Вольтер понимает humanita[36] все еще в смысле Ренессанса; также и virtù (как «высокую культуру»), он борется за интересы «des honnêtes gens»[37] и «de la bonne compagnie»[38], за интересы вкуса, науки, искусства, самого прогресса и цивилизации.
Борьба загорается около 1760 г.: женевский гражданин и Le seigneur de Ferney[39]. Только с этих пор Вольтер становится представителем своего века, философом, исповедующим терпимость и неверие (до тех пор он лишь un bel esprit[40]). Зависть и ненависть к успеху Руссо подвигли его вперед, «на вершины».
Pour «la canaille» un Dieu rémunérateur et vengeur[41] – Вольтер. Критика точек зрения по отношению к ценности цивилизации. Социальное изобретение для Вольтера прекраснейшее из всех: нет цели выше, как поддерживать и усовершенствовать его; в том-то и honnêteté[42], чтобы чтить социальные обычаи; добродетель – подчинение известным необходимым «предрассудкам» в интересах поддержания «общества». Вольтер – миссионер культуры, аристократ, сторонник победоносных господствующих классов и их оценок. Руссо же остался плебеем и как homme de lettres[43], это было неслыханно, источая дерзкое презрение ко всему тому, чем он сам не был.
Болезненное в Руссо наиболее восхищало и вызывало подражание. (Ему родственен лорд Байрон; он также взвинчивал себя и принимал возвышенные позы, разжигал в себе мстительный гнев; позднее, благодаря Венеции, он пришел к равновесию и понял, что более облегчает и примиряет. L’insouciance[44].)

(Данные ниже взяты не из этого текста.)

/// Organization endpoints
///
/// # Endpoints
///
/// - `POST /v1/organizations` - Create organization
/// - `GET /v1/organizations` - List live organizations
/// - `GET /v1/organizations/:id` - Get organization
/// - `PUT /v1/organizations/:id` - Rename organization
/// - `DELETE /v1/organizations/:id` - Soft-delete organization

use super::{created, ok, Reply};
use crate::{
    app::AppState,
    error::ApiResult,
    extract::{Body, PathParams},
};
use axum::extract::State;
use keyward_shared::{
    db::store::Store,
    envelope::Envelope,
    models::{
        organization::{NewOrganization, OrganizationChanges},
        view::Audience,
    },
};
use uuid::Uuid;

/// Create organization
///
/// ```text
/// POST /v1/organizations
/// { "name": "Acme" }
/// ```
///
/// 201 with `{"success": true, "organization": {...}}`; a taken name is 400.
pub async fn create<S: Store>(
    State(state): State<AppState<S>>,
    Body(input): Body<NewOrganization>,
) -> ApiResult<Reply> {
    let organization = state.services.organizations.create(input).await?;
    Ok(created(Envelope::entity(&organization, Audience::Admin)))
}

pub async fn list<S: Store>(State(state): State<AppState<S>>) -> ApiResult<Reply> {
    let organizations = state.services.organizations.list().await?;
    Ok(ok(Envelope::list(&organizations, Audience::Admin)))
}

pub async fn get<S: Store>(
    State(state): State<AppState<S>>,
    PathParams(id): PathParams<Uuid>,
) -> ApiResult<Reply> {
    let organization = state.services.organizations.get(id).await?;
    Ok(ok(Envelope::entity(&organization, Audience::Admin)))
}

pub async fn update<S: Store>(
    State(state): State<AppState<S>>,
    PathParams(id): PathParams<Uuid>,
    Body(changes): Body<OrganizationChanges>,
) -> ApiResult<Reply> {
    let organization = state.services.organizations.update(id, changes).await?;
    Ok(ok(Envelope::entity(&organization, Audience::Admin)))
}

pub async fn delete<S: Store>(
    State(state): State<AppState<S>>,
    PathParams(id): PathParams<Uuid>,
) -> ApiResult<Reply> {
    let organization = state.services.organizations.delete(id).await?;
    Ok(ok(
        Envelope::entity(&organization, Audience::Admin).with_message("Organization deleted"),
    ))
}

Руссо горд тем, что он есть, несмотря на свое происхождение, но он выходит из себя, когда ему об этом напоминают.
У Руссо несомненное помешательство, у Вольтера необычайное здоровье и легкость. Затаенная rancune[45] больного; периоды его сумасшествия также есть периоды его презрения к людям и недоверчивости.
Защита Провидения у Руссо (против пессимизма Вольтера) – он нуждался в Боге, чтобы иметь возможность кинуть проклятием в общество и цивилизацию; все должно было само по себе быть хорошим, как сотворенное Богом; только человек извратил человека. «Добрый человек», как природный человек, был чистейшей фантазией, но в связи с догматом авторства Божия – нечто возможное и обоснованное.

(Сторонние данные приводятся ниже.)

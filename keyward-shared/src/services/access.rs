/// Role, permission and grant operations
///
/// Grants are idempotent: assigning a role the user already holds (or
/// granting a permission the role already carries) returns the existing live
/// grant instead of adding a duplicate row. Revoking tombstones the grant
/// row only.

use tracing::{debug, info};
use uuid::Uuid;
use validator::Validate;

use super::crud;
use crate::db::filter::Filter;
use crate::db::store::{Store, Transaction};
use crate::error::{CoreError, CoreResult};
use crate::models::permission::{NewPermission, Permission, PermissionChanges};
use crate::models::role::{NewRole, Role, RoleChanges};
use crate::models::role_permission::RolePermission;
use crate::models::user::User;
use crate::models::user_role::UserRole;
use crate::models::EntityKind;

#[derive(Debug, Clone)]
pub struct Access<S: Store> {
    store: S,
}

impl<S: Store> Access<S> {
    pub fn new(store: S) -> Self {
        Self { store }
    }

    pub async fn create_role(&self, input: NewRole) -> CoreResult<Role> {
        input.validate()?;
        crud::create(&self.store, Role::new(input)).await
    }

    pub async fn get_role(&self, id: Uuid) -> CoreResult<Role> {
        crud::get(&self.store, id).await
    }

    pub async fn list_roles(&self) -> CoreResult<Vec<Role>> {
        crud::list(&self.store, &Filter::live()).await
    }

    pub async fn find_role_by_name(&self, name: &str) -> CoreResult<Role> {
        let mut tx = self.store.begin().await?;
        tx.select_one::<Role>(&Filter::live().eq("name", name))
            .await?
            .ok_or_else(|| CoreError::not_found(EntityKind::Role, name))
    }

    pub async fn update_role(&self, id: Uuid, changes: RoleChanges) -> CoreResult<Role> {
        changes.validate()?;
        crud::update_with(&self.store, id, |role: &mut Role| role.apply(changes)).await
    }

    /// Tombstones the role; its grants stay but stop contributing permissions
    pub async fn delete_role(&self, id: Uuid) -> CoreResult<Role> {
        crud::delete(&self.store, id).await
    }

    pub async fn create_permission(&self, input: NewPermission) -> CoreResult<Permission> {
        input.validate()?;
        crud::create(&self.store, Permission::new(input)).await
    }

    pub async fn get_permission(&self, id: Uuid) -> CoreResult<Permission> {
        crud::get(&self.store, id).await
    }

    pub async fn list_permissions(&self) -> CoreResult<Vec<Permission>> {
        crud::list(&self.store, &Filter::live()).await
    }

    pub async fn find_permission_by_name(&self, name: &str) -> CoreResult<Permission> {
        let mut tx = self.store.begin().await?;
        tx.select_one::<Permission>(&Filter::live().eq("name", name))
            .await?
            .ok_or_else(|| CoreError::not_found(EntityKind::Permission, name))
    }

    pub async fn update_permission(&self, id: Uuid, changes: PermissionChanges) -> CoreResult<Permission> {
        changes.validate()?;
        crud::update_with(&self.store, id, |permission: &mut Permission| permission.apply(changes)).await
    }

    pub async fn delete_permission(&self, id: Uuid) -> CoreResult<Permission> {
        crud::delete(&self.store, id).await
    }

    /// Grants a live role to a live user
    pub async fn assign_role(&self, user_id: Uuid, role_id: Uuid) -> CoreResult<UserRole> {
        let mut tx = self.store.begin().await?;
        tx.fetch_for_update::<User>(user_id)
            .await?
            .ok_or_else(|| CoreError::not_found(EntityKind::User, user_id))?;
        tx.fetch::<Role>(role_id)
            .await?
            .ok_or_else(|| CoreError::not_found(EntityKind::Role, role_id))?;

        let existing = tx
            .select_one::<UserRole>(&Filter::live().eq("user_id", user_id).eq("role_id", role_id))
            .await?;
        if let Some(grant) = existing {
            debug!(entity = %EntityKind::UserRole, id = %grant.id, "Grant already present");
            return Ok(grant);
        }

        let grant = tx.insert(&UserRole::new(user_id, role_id)).await?;
        tx.commit().await?;

        info!(entity = %EntityKind::UserRole, id = %grant.id, user_id = %user_id, role_id = %role_id, "Created");
        Ok(grant)
    }

    /// Tombstones a user-role grant
    pub async fn revoke_role(&self, user_role_id: Uuid) -> CoreResult<UserRole> {
        crud::delete(&self.store, user_role_id).await
    }

    pub async fn get_user_role(&self, user_role_id: Uuid) -> CoreResult<UserRole> {
        crud::get(&self.store, user_role_id).await
    }

    /// Live grants of a user
    pub async fn user_roles(&self, user_id: Uuid) -> CoreResult<Vec<UserRole>> {
        crud::list(&self.store, &Filter::live().eq("user_id", user_id)).await
    }

    /// Adds a live permission to a live role
    pub async fn grant_permission(&self, role_id: Uuid, permission_id: Uuid) -> CoreResult<RolePermission> {
        let mut tx = self.store.begin().await?;
        tx.fetch_for_update::<Role>(role_id)
            .await?
            .ok_or_else(|| CoreError::not_found(EntityKind::Role, role_id))?;
        tx.fetch::<Permission>(permission_id)
            .await?
            .ok_or_else(|| CoreError::not_found(EntityKind::Permission, permission_id))?;

        let existing = tx
            .select_one::<RolePermission>(
                &Filter::live()
                    .eq("role_id", role_id)
                    .eq("permission_id", permission_id),
            )
            .await?;
        if let Some(grant) = existing {
            debug!(entity = %EntityKind::RolePermission, id = %grant.id, "Grant already present");
            return Ok(grant);
        }

        let grant = tx.insert(&RolePermission::new(role_id, permission_id)).await?;
        tx.commit().await?;

        info!(
            entity = %EntityKind::RolePermission,
            id = %grant.id,
            role_id = %role_id,
            permission_id = %permission_id,
            "Created"
        );
        Ok(grant)
    }

    /// Tombstones a role-permission grant
    pub async fn revoke_permission(&self, role_permission_id: Uuid) -> CoreResult<RolePermission> {
        crud::delete(&self.store, role_permission_id).await
    }

    /// Live grants of a role
    pub async fn role_permissions(&self, role_id: Uuid) -> CoreResult<Vec<RolePermission>> {
        crud::list(&self.store, &Filter::live().eq("role_id", role_id)).await
    }
}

Романтика à la Руссо. Страсть («верховное право страсти»), естественность, пленение безумием (дурачество, признаваемое за величие); мстительная злоба черни в качестве судии, безрассудное тщеславие слабого («в политике уже в течение ста лет избирали вождем больного»).
101. Кант: сделал приемлемым для немцев теоретико-познавательный скептицизм англичан:
1) связав с ним моральные и религиозные интересы немцев, подобно тому, как на том же основании академики позднейшего периода использовали скепсис в качестве подготовления к платонизму (vide[46] Августин); или как Паскаль использовал даже этический скепсис, чтобы пробудить («оправдать») потребность в вере;
2) снабдив его схоластическими выкрутасами и вычурностями и этим сделав его пригодным для научно-формального вкуса немцев (ибо Локк и Юм сами по себе были еще слишком ясны, прозрачны, то есть по немецким меркам, «слишком поверхностны»).

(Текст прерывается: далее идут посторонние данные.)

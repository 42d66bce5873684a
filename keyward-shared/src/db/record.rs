/// Storage contract shared by every entity
///
/// A [`Record`] describes how an entity maps onto a table: its name, its primary
/// key column, the column sets that must stay unique, and the values of every
/// column in insert order. Both store backends drive their SQL (or in-memory
/// bookkeeping) entirely from this description, so an entity never carries
/// backend-specific query code.
///
/// # Timestamps
///
/// Every table has `created_at`, `updated_at` and a nullable `deleted_at`.
/// Records own those values; the store writes whatever the record holds.

use chrono::{DateTime, Utc};
use serde::{de::DeserializeOwned, Serialize};
use serde_json::Value as JsonValue;
use sqlx::postgres::PgRow;
use uuid::Uuid;

use crate::models::EntityKind;

/// A single column value, typed for binding
#[derive(Debug, Clone, PartialEq)]
pub enum ColumnValue {
    Uuid(Uuid),
    Text(String),
    OptionalText(Option<String>),
    Bool(bool),
    Timestamp(DateTime<Utc>),
    OptionalTimestamp(Option<DateTime<Utc>>),
}

impl ColumnValue {
    /// JSON form of the value, identical to how serde renders the same field
    pub fn to_json(&self) -> JsonValue {
        match self {
            ColumnValue::Uuid(v) => JsonValue::String(v.to_string()),
            ColumnValue::Text(v) => JsonValue::String(v.clone()),
            ColumnValue::OptionalText(v) => v
                .as_ref()
                .map(|s| JsonValue::String(s.clone()))
                .unwrap_or(JsonValue::Null),
            ColumnValue::Bool(v) => JsonValue::Bool(*v),
            ColumnValue::Timestamp(v) => serde_json::to_value(v).unwrap_or(JsonValue::Null),
            ColumnValue::OptionalTimestamp(v) => serde_json::to_value(v).unwrap_or(JsonValue::Null),
        }
    }
}

impl From<Uuid> for ColumnValue {
    fn from(value: Uuid) -> Self {
        ColumnValue::Uuid(value)
    }
}

impl From<String> for ColumnValue {
    fn from(value: String) -> Self {
        ColumnValue::Text(value)
    }
}

impl From<&str> for ColumnValue {
    fn from(value: &str) -> Self {
        ColumnValue::Text(value.to_string())
    }
}

impl From<bool> for ColumnValue {
    fn from(value: bool) -> Self {
        ColumnValue::Bool(value)
    }
}

impl From<Option<String>> for ColumnValue {
    fn from(value: Option<String>) -> Self {
        ColumnValue::OptionalText(value)
    }
}

impl From<DateTime<Utc>> for ColumnValue {
    fn from(value: DateTime<Utc>) -> Self {
        ColumnValue::Timestamp(value)
    }
}

impl From<Option<DateTime<Utc>>> for ColumnValue {
    fn from(value: Option<DateTime<Utc>>) -> Self {
        ColumnValue::OptionalTimestamp(value)
    }
}

/// An entity persisted in its own table
///
/// Serde field names must equal column names: the in-memory backend stores
/// rows as JSON objects and filters on those keys.
pub trait Record:
    Serialize
    + DeserializeOwned
    + for<'r> sqlx::FromRow<'r, PgRow>
    + Clone
    + Send
    + Sync
    + Unpin
    + 'static
{
    /// Entity kind, used in errors and logs
    const KIND: EntityKind;

    /// Table name
    const TABLE: &'static str;

    /// Primary key column
    const ID_COLUMN: &'static str = "id";

    /// Column sets with a UNIQUE constraint (tombstoned rows included)
    const UNIQUE: &'static [&'static [&'static str]] = &[];

    /// Primary key value
    fn id(&self) -> Uuid;

    fn created_at(&self) -> DateTime<Utc>;

    fn deleted_at(&self) -> Option<DateTime<Utc>>;

    fn set_updated_at(&mut self, at: DateTime<Utc>);

    fn set_deleted_at(&mut self, at: DateTime<Utc>);

    /// Every column with its current value, primary key first
    fn columns(&self) -> Vec<(&'static str, ColumnValue)>;
}

/// Implements the timestamp accessors of [`Record`] for structs with the
/// standard `created_at` / `updated_at` / `deleted_at` fields
macro_rules! record_timestamps {
    () => {
        fn created_at(&self) -> chrono::DateTime<chrono::Utc> {
            self.created_at
        }

        fn deleted_at(&self) -> Option<chrono::DateTime<chrono::Utc>> {
            self.deleted_at
        }

        fn set_updated_at(&mut self, at: chrono::DateTime<chrono::Utc>) {
            self.updated_at = at;
        }

        fn set_deleted_at(&mut self, at: chrono::DateTime<chrono::Utc>) {
            self.deleted_at = Some(at);
        }
    };
}

pub(crate) use record_timestamps;

#[cfg(test)]
mod tests {
    use super::*;

    #[test]
    fn test_column_value_json_matches_serde() {
        let id = Uuid::new_v4();
        assert_eq!(
            ColumnValue::from(id).to_json(),
            serde_json::to_value(id).unwrap()
        );

        let now = Utc::now();
        assert_eq!(
            ColumnValue::from(now).to_json(),
            serde_json::to_value(now).unwrap()
        );

        assert_eq!(ColumnValue::from(None::<String>).to_json(), JsonValue::Null);
        assert_eq!(ColumnValue::from(true).to_json(), JsonValue::Bool(true));
    }
}
/// Developer model
///
/// A developer is the administrative principal: it owns end users and
/// authenticates with its `api_token`. The token is a random UUID generated at
/// creation and replaced wholesale on regeneration (see
/// [`TokenLifecycle`](crate::auth::tokens::TokenLifecycle)); holders never
/// set it themselves, so neither [`NewDeveloper`] nor [`DeveloperChanges`]
/// carries it.
///
/// # Schema
///
/// ```sql
/// CREATE TABLE developers (
///     id UUID PRIMARY KEY,
///     name VARCHAR(255) NOT NULL UNIQUE,
///     api_token UUID NOT NULL UNIQUE,
///     api_token_expires_at TIMESTAMPTZ,
///     is_active BOOLEAN NOT NULL DEFAULT TRUE,
///     created_at TIMESTAMPTZ NOT NULL DEFAULT NOW(),
///     updated_at TIMESTAMPTZ NOT NULL DEFAULT NOW(),
///     deleted_at TIMESTAMPTZ
/// );
/// ```

use chrono::{DateTime, Utc};
use serde::{Deserialize, Serialize};
use uuid::Uuid;
use validator::Validate;

use super::view::Render;
use super::EntityKind;
use crate::db::record::{ColumnValue, Record};

/// Developer model
#[derive(Debug, Clone, PartialEq, Serialize, Deserialize, sqlx::FromRow)]
pub struct Developer {
    pub id: Uuid,

    /// Developer name, unique across all rows
    pub name: String,

    /// Current API token (UUID v4)
    pub api_token: Uuid,

    /// When the current API token stops being accepted (None = never)
    pub api_token_expires_at: Option<DateTime<Utc>>,

    /// Inactive developers keep their rows but cannot authenticate
    pub is_active: bool,

    pub created_at: DateTime<Utc>,

    pub updated_at: DateTime<Utc>,

    pub deleted_at: Option<DateTime<Utc>>,
}

/// Input for creating a developer under an organization
#[derive(Debug, Clone, Serialize, Deserialize, Validate)]
pub struct NewDeveloper {
    /// Organization the developer is linked to on creation
    pub organization_id: Uuid,

    #[validate(length(min = 1, max = 255, message = "Name must be 1-255 characters"))]
    pub name: String,

    /// Optional role within the organization
    #[validate(length(max = 255, message = "Role must be at most 255 characters"))]
    pub role: Option<String>,
}

/// Input for updating a developer
#[derive(Debug, Clone, Default, Serialize, Deserialize, Validate)]
pub struct DeveloperChanges {
    #[validate(length(min = 1, max = 255, message = "Name must be 1-255 characters"))]
    pub name: Option<String>,

    pub is_active: Option<bool>,
}

impl Developer {
    /// Builds a new developer holding the given API token
    pub fn new(name: String, api_token: Uuid, api_token_expires_at: Option<DateTime<Utc>>) -> Self {
        let now = Utc::now();
        Self {
            id: Uuid::new_v4(),
            name,
            api_token,
            api_token_expires_at,
            is_active: true,
            created_at: now,
            updated_at: now,
            deleted_at: None,
        }
    }

    pub fn apply(&mut self, changes: DeveloperChanges) {
        if let Some(name) = changes.name {
            self.name = name;
        }
        if let Some(is_active) = changes.is_active {
            self.is_active = is_active;
        }
    }

    /// Whether the API token is past its expiry at `now`
    pub fn token_expired(&self, now: DateTime<Utc>) -> bool {
        self.api_token_expires_at.map_or(false, |at| at <= now)
    }
}

impl Record for Developer {
    const KIND: EntityKind = EntityKind::Developer;
    const TABLE: &'static str = "developers";
    const UNIQUE: &'static [&'static [&'static str]] = &[&["name"], &["api_token"]];

    fn id(&self) -> Uuid {
        self.id
    }

    crate::db::record::record_timestamps!();

    fn columns(&self) -> Vec<(&'static str, ColumnValue)> {
        vec![
            ("id", self.id.into()),
            ("name", self.name.clone().into()),
            ("api_token", self.api_token.into()),
            ("api_token_expires_at", self.api_token_expires_at.into()),
            ("is_active", self.is_active.into()),
            ("created_at", self.created_at.into()),
            ("updated_at", self.updated_at.into()),
            ("deleted_at", self.deleted_at.into()),
        ]
    }
}

/// Developer as seen by administrators, token included
#[derive(Debug, Clone, Serialize)]
pub struct DeveloperAdminView {
    pub id: Uuid,
    pub name: String,
    pub api_token: Uuid,
    pub api_token_expires_at: Option<DateTime<Utc>>,
    pub is_active: bool,
    pub created_at: DateTime<Utc>,
    pub updated_at: DateTime<Utc>,
    pub deleted_at: Option<DateTime<Utc>>,
}

/// Developer without any credential
#[derive(Debug, Clone, Serialize)]
pub struct DeveloperPublicView {
    pub id: Uuid,
    pub name: String,
    pub is_active: bool,
}

impl Render for Developer {
    type Admin = DeveloperAdminView;
    type Public = DeveloperPublicView;

    fn admin_view(&self) -> DeveloperAdminView {
        DeveloperAdminView {
            id: self.id,
            name: self.name.clone(),
            api_token: self.api_token,
            api_token_expires_at: self.api_token_expires_at,
            is_active: self.is_active,
            created_at: self.created_at,
            updated_at: self.updated_at,
            deleted_at: self.deleted_at,
        }
    }

    fn public_view(&self) -> DeveloperPublicView {
        DeveloperPublicView {
            id: self.id,
            name: self.name.clone(),
            is_active: self.is_active,
        }
    }
}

Кант: неважный психолог и знаток человека; грубо заблуждающийся относительно ценности великих исторических моментов (Французская революция); фанатик морали à la Руссо; с подпочвенным христианством оценок; догматик с головы до пят, но с тяжеловесным недовольством этой своей наклонностью вплоть до желания тиранить ее, но тотчас же утомляющийся скепсисом; он, еще не овеянный ни единым дуновением космополитических вкусов и античной красоты, был задерживателем и посредником, лишенным оригинальности – (как Лейбниц посредничал и перекидывал мосты между механикой и спиритуализмом, а Гёте – между вкусом восемнадцатого века и вкусом «исторического понимания» (по существу своему носящего характер экзотизма), как немецкая музыка посредничала между французской и итальянской музыкой, как Карл Великий – между imperium Romanum[47] и национализмом. Кант – задерживатель par excellence).
102. В той же мере христианские века с их пессимизмом были более сильными, нежели восемнадцатый век, столетиями, в какой одно трагическое десятилетие классической Греции сильнее обычного европейского столетия.